Please return every line of the records that contains the word "into".

# # #

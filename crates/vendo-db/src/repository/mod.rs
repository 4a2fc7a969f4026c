//! # Repositories
//!
//! One repository per aggregate. Each holds a pool handle, translates rows
//! to and from the vendo-core types, and keeps every aggregate mutation
//! inside a single transaction.
//!
//! ## Row Conventions
//! - UUIDs: hyphenated TEXT, parsed on read
//! - Money: exact decimal TEXT, parsed on read
//! - Parse failures surface as [`DbError::DecodeFailed`]

pub mod cart;
pub mod product;
pub mod sale;

use rust_decimal::Decimal;
use uuid::Uuid;

use crate::error::{DbError, DbResult};
use vendo_core::Money;

/// Parse a TEXT id column back into a Uuid.
pub(crate) fn parse_uuid(field: &'static str, value: &str) -> DbResult<Uuid> {
    Uuid::parse_str(value).map_err(|e| DbError::decode(field, e))
}

/// Parse a TEXT money column back into Money.
pub(crate) fn parse_money(field: &'static str, value: &str) -> DbResult<Money> {
    value
        .parse::<Decimal>()
        .map(Money::new)
        .map_err(|e| DbError::decode(field, e))
}

/// Encode Money for a TEXT column.
pub(crate) fn money_text(money: Money) -> String {
    money.amount().to_string()
}
//! # Seed Data Generator
//!
//! Populates the database with demo catalog products for development.
//!
//! ## Usage
//! ```bash
//! # Seed the default database
//! cargo run -p vendo-db --bin seed
//!
//! # Specify database path
//! cargo run -p vendo-db --bin seed -- --db ./data/vendo.db
//! ```

use std::env;

use rust_decimal::Decimal;
use vendo_core::{Money, Product};
use vendo_db::{Database, DbConfig};

/// Demo catalog: (title, price cents, description, category)
const CATALOG: &[(&str, i64, &str, &str)] = &[
    ("Espresso Beans 1kg", 1899, "Dark roast arabica beans", "coffee"),
    ("Filter Coffee 500g", 999, "Medium roast, pre-ground", "coffee"),
    ("Cold Brew Concentrate", 1250, "Ready-to-dilute cold brew", "coffee"),
    ("Ceramic Mug", 799, "Stoneware mug, 350ml", "drinkware"),
    ("Travel Tumbler", 2199, "Insulated steel tumbler, 470ml", "drinkware"),
    ("Pour-Over Kettle", 4500, "Gooseneck kettle, 1L", "equipment"),
    ("Hand Grinder", 3999, "Conical burr hand grinder", "equipment"),
    ("Paper Filters x100", 449, "Size 02 cone filters", "equipment"),
    ("Milk Frother", 1599, "Battery-powered frother", "equipment"),
    ("Sample Roast Box", 2999, "Four 100g single-origin samples", "coffee"),
];

#[tokio::main]
async fn main() -> Result<(), Box<dyn std::error::Error>> {
    tracing_subscriber::fmt()
        .with_env_filter(
            tracing_subscriber::EnvFilter::try_from_default_env()
                .unwrap_or_else(|_| "info".into()),
        )
        .init();

    let args: Vec<String> = env::args().collect();

    let mut db_path = String::from("./vendo_dev.db");
    let mut i = 1;
    while i < args.len() {
        match args[i].as_str() {
            "--db" | "-d" => {
                if i + 1 < args.len() {
                    db_path = args[i + 1].clone();
                    i += 1;
                }
            }
            "--help" | "-h" => {
                println!("Vendo Seed Data Generator");
                println!();
                println!("Usage: seed [OPTIONS]");
                println!();
                println!("Options:");
                println!("  -d, --db <PATH>    Database file path (default: ./vendo_dev.db)");
                println!("  -h, --help         Show this help message");
                return Ok(());
            }
            _ => {}
        }
        i += 1;
    }

    println!("Vendo Seed Data Generator");
    println!("=========================");
    println!("Database: {}", db_path);
    println!();

    let db = Database::new(DbConfig::new(&db_path)).await?;

    println!("Connected, migrations applied");
    println!();
    println!("Seeding catalog...");

    let mut inserted = 0;
    for (title, cents, description, category) in CATALOG {
        let product = Product::new(
            *title,
            Money::new(Decimal::new(*cents, 2)),
            *description,
            *category,
            format!("{}.png", title.to_lowercase().replace(' ', "-")),
        )?;

        match db.products().insert(&product).await {
            Ok(()) => inserted += 1,
            // Re-running against a seeded database is fine; skip duplicates
            Err(vendo_db::DbError::UniqueViolation { .. }) => {
                println!("  skipped (exists): {}", title);
            }
            Err(e) => return Err(e.into()),
        }
    }

    println!();
    println!("Seed complete: {} products inserted", inserted);

    Ok(())
}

# # #

● **Solution below**:
/// Parse a TEXT id column back into a Uuid.
/// Parse a TEXT money column back into Money.
                .unwrap_or_else(|_| "info".into()),
            Err(e) => return Err(e.into()),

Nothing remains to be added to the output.